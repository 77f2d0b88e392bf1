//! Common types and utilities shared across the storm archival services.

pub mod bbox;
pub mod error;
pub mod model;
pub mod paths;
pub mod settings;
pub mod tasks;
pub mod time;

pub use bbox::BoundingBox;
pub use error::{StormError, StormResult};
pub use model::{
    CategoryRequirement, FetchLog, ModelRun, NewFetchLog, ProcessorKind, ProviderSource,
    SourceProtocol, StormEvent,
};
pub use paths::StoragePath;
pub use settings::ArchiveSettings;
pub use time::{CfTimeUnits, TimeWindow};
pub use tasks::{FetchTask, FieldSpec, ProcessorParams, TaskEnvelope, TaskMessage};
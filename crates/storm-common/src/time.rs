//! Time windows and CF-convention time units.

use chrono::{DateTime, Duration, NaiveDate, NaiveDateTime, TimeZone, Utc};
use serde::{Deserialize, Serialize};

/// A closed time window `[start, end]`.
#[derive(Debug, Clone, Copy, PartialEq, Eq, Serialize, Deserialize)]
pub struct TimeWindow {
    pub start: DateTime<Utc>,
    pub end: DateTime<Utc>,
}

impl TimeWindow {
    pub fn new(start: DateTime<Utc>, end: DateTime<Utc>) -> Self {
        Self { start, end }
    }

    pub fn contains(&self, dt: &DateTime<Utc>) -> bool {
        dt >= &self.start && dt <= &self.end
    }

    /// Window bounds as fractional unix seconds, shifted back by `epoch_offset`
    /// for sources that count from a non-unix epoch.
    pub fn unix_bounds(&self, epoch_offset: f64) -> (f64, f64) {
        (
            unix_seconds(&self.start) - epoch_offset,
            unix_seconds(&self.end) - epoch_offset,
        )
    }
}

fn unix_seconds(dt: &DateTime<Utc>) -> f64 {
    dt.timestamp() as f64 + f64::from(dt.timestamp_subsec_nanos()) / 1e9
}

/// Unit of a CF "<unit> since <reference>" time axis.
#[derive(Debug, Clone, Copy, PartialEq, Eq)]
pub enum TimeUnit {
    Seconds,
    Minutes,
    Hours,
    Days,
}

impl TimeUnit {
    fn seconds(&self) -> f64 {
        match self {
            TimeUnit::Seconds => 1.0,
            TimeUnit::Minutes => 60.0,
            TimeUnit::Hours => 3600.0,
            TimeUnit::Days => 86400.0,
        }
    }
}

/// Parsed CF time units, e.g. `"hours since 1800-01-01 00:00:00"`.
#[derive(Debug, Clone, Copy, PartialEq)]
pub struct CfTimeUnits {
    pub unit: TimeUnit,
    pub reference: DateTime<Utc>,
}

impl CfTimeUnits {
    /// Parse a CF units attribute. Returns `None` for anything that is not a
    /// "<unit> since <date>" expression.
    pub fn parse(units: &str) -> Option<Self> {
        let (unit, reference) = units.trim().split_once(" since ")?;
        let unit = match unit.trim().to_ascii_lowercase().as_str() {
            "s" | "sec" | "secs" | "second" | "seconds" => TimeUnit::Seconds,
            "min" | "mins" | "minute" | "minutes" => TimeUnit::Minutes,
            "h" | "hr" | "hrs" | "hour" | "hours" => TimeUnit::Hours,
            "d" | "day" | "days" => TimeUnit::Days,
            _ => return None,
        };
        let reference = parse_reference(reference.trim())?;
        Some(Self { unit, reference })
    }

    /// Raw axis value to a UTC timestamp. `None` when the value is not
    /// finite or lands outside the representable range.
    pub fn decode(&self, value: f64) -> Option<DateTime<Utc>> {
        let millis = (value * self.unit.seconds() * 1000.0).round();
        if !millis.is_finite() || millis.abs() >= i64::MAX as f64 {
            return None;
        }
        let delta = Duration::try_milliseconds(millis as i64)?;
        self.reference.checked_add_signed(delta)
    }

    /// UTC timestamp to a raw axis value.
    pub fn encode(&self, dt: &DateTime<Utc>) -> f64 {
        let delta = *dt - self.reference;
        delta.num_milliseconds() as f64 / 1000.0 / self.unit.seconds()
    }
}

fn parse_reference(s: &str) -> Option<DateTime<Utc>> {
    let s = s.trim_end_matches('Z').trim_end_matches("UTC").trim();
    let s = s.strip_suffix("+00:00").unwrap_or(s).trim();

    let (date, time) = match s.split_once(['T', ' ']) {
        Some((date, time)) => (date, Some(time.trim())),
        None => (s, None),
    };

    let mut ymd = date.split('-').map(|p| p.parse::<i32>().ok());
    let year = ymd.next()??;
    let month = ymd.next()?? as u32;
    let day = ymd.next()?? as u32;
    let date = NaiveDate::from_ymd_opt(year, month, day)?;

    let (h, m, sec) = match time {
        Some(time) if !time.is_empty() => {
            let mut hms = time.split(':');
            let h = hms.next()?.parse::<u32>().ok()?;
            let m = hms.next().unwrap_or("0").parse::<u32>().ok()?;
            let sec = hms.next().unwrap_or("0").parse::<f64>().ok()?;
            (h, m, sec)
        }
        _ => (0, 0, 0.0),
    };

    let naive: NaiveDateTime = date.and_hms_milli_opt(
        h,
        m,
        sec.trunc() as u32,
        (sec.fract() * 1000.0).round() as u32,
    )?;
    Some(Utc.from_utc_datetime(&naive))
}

● ● ● ●

▶ [INSTRUCTIONS TO FOLLOW]:
Retype the records above, but only those lines that fall between the line containing "pub mod settings;" and the line containing "fn unix_seconds(dt: &DateTime<Utc>)", with both of those lines included, exactly as written.

▶ [SOLVED PROBLEM]:
pub mod settings;
pub mod tasks;
pub mod time;

pub use bbox::BoundingBox;
pub use error::{StormError, StormResult};
pub use model::{
    CategoryRequirement, FetchLog, ModelRun, NewFetchLog, ProcessorKind, ProviderSource,
    SourceProtocol, StormEvent,
};
pub use paths::StoragePath;
pub use settings::ArchiveSettings;
pub use time::{CfTimeUnits, TimeWindow};
pub use tasks::{FetchTask, FieldSpec, ProcessorParams, TaskEnvelope, TaskMessage};
filename crates/storm-common/src/time.rs
//! Time windows and CF-convention time units.

use chrono::{DateTime, Duration, NaiveDate, NaiveDateTime, TimeZone, Utc};
use serde::{Deserialize, Serialize};

/// A closed time window `[start, end]`.
#[derive(Debug, Clone, Copy, PartialEq, Eq, Serialize, Deserialize)]
pub struct TimeWindow {
    pub start: DateTime<Utc>,
    pub end: DateTime<Utc>,
}

impl TimeWindow {
    pub fn new(start: DateTime<Utc>, end: DateTime<Utc>) -> Self {
        Self { start, end }
    }

    pub fn contains(&self, dt: &DateTime<Utc>) -> bool {
        dt >= &self.start && dt <= &self.end
    }

    /// Window bounds as fractional unix seconds, shifted back by `epoch_offset`
    /// for sources that count from a non-unix epoch.
    pub fn unix_bounds(&self, epoch_offset: f64) -> (f64, f64) {
        (
            unix_seconds(&self.start) - epoch_offset,
            unix_seconds(&self.end) - epoch_offset,
        )
    }
}

fn unix_seconds(dt: &DateTime<Utc>) -> f64 {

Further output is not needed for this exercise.